Suppose $f$ is a continuous function over $[a,b]$ and that $\int_{a}^b f(x)g(x) dx = 0$ for all continuous functions $g$ satisfying $g(a) = g(b) = 0$. Show $f = 0$.

We use the mean value theorem to get $g'(c) = 0$ at some point $c$ in the interval. How do I use this to prove that $f = 0$ on $[a,b]$?

• Mean value theorem is not applicable at all. Try a good choice of $g$. – T. Bongers Apr 28 '16 at 3:10
• For each $x_0 \in (a,b)$, consider $g$ which is a "hat function" supported on $[x_0-\delta,x_0+\delta]$ with integral $1$. You will find that $\int_a^b f(x) g(x) dx \approx f(x_0)$. Manage the error in this approximation (using continuity) to conclude that $f(x_0)$ must be zero. Since $x_0$ was arbitrary you get $f=0$. – Ian Apr 28 '16 at 3:15
• Is that even true?
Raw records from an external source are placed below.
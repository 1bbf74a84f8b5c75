// Copyright (c) 2025-2026 Adrian Robinson. Licensed under the AGPL-3.0.
// See LICENSE file in the project root for full license text.

//! Turning queued attachment references into bytes at replay time.

use std::path::PathBuf;

use async_trait::async_trait;

use crate::queue::Attachment;

#[derive(Debug, Clone, PartialEq)]
pub struct ResolvedAttachment {
    pub declared_name: String,
    pub mime_type: String,
    pub bytes: Vec<u8>,
}

#[derive(Debug, Clone, PartialEq, thiserror::Error)]
pub enum AttachmentError {
    /// The file is gone. Replaying later won't bring it back.
    #[error("attachment missing: {uri}")]
    Missing { uri: String },

    #[error("attachment {uri} unreadable: {reason}")]
    Io { uri: String, reason: String },
}

impl AttachmentError {
    /// Whether another replay could succeed.
    #[must_use]
    pub fn is_permanent(&self) -> bool {
        matches!(self, Self::Missing { .. })
    }
}

#[async_trait]
pub trait AttachmentResolver: Send + Sync {
    async fn resolve(&self, attachment: &Attachment) -> Result<ResolvedAttachment, AttachmentError>;
}

/// Reads `file://` URIs and plain paths from the local filesystem.
#[derive(Debug, Clone, Default)]
pub struct FsAttachmentResolver;

impl FsAttachmentResolver {
    fn path_for(uri: &str) -> PathBuf {
        PathBuf::from(uri.strip_prefix("file://").unwrap_or(uri))
    }
}

#[async_trait]
impl AttachmentResolver for FsAttachmentResolver {
    async fn resolve(&self, attachment: &Attachment) -> Result<ResolvedAttachment, AttachmentError> {
        let path = Self::path_for(&attachment.local_uri);
        let bytes = tokio::fs::read(&path).await.map_err(|e| match e.kind() {
            std::io::ErrorKind::NotFound => AttachmentError::Missing {
                uri: attachment.local_uri.clone(),
            },
            _ => AttachmentError::Io {
                uri: attachment.local_uri.clone(),
                reason: e.to_string(),
            },
        })?;

        Ok(ResolvedAttachment {
            declared_name: attachment.declared_name.clone(),
            mime_type: attachment.mime_type.clone(),
            bytes,
        })
    }
}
If $g(x)=0$ for all $x\in [a,b]$ (which satisfies $g(a)=g(b)=0$) then $f$ does not necessarily have to be the zero function. – Dave Apr 28 '16 at 3:41
• @Dave $f(x)$ must satisfy that for all $g(x)$, not just $g(x) = 0$. – user19405892 Apr 28 '16 at 3:49

Let $g(x)=-(x-a)(x-b)f(x)$. Then $g$ is continous on $[a,b]$ and $g(a)=g(b)=0$
$\int_{a}^{b}f(x)g(x)dx=\int_{a}^{b}-(x-a)(x-b)f^2(x)dx$
For $x\in(a,b)$ $x-a\gt 0$, $x-b\lt 0$ so $-(x-a)(x-b)\gt 0$ and since $f^2(x)\ge 0$ the entire integral is greater than or equal to $0$.
But we know the integral is $0$ so $f^2(x)=0\implies f(x)=0$ for $x\in [a,b]$.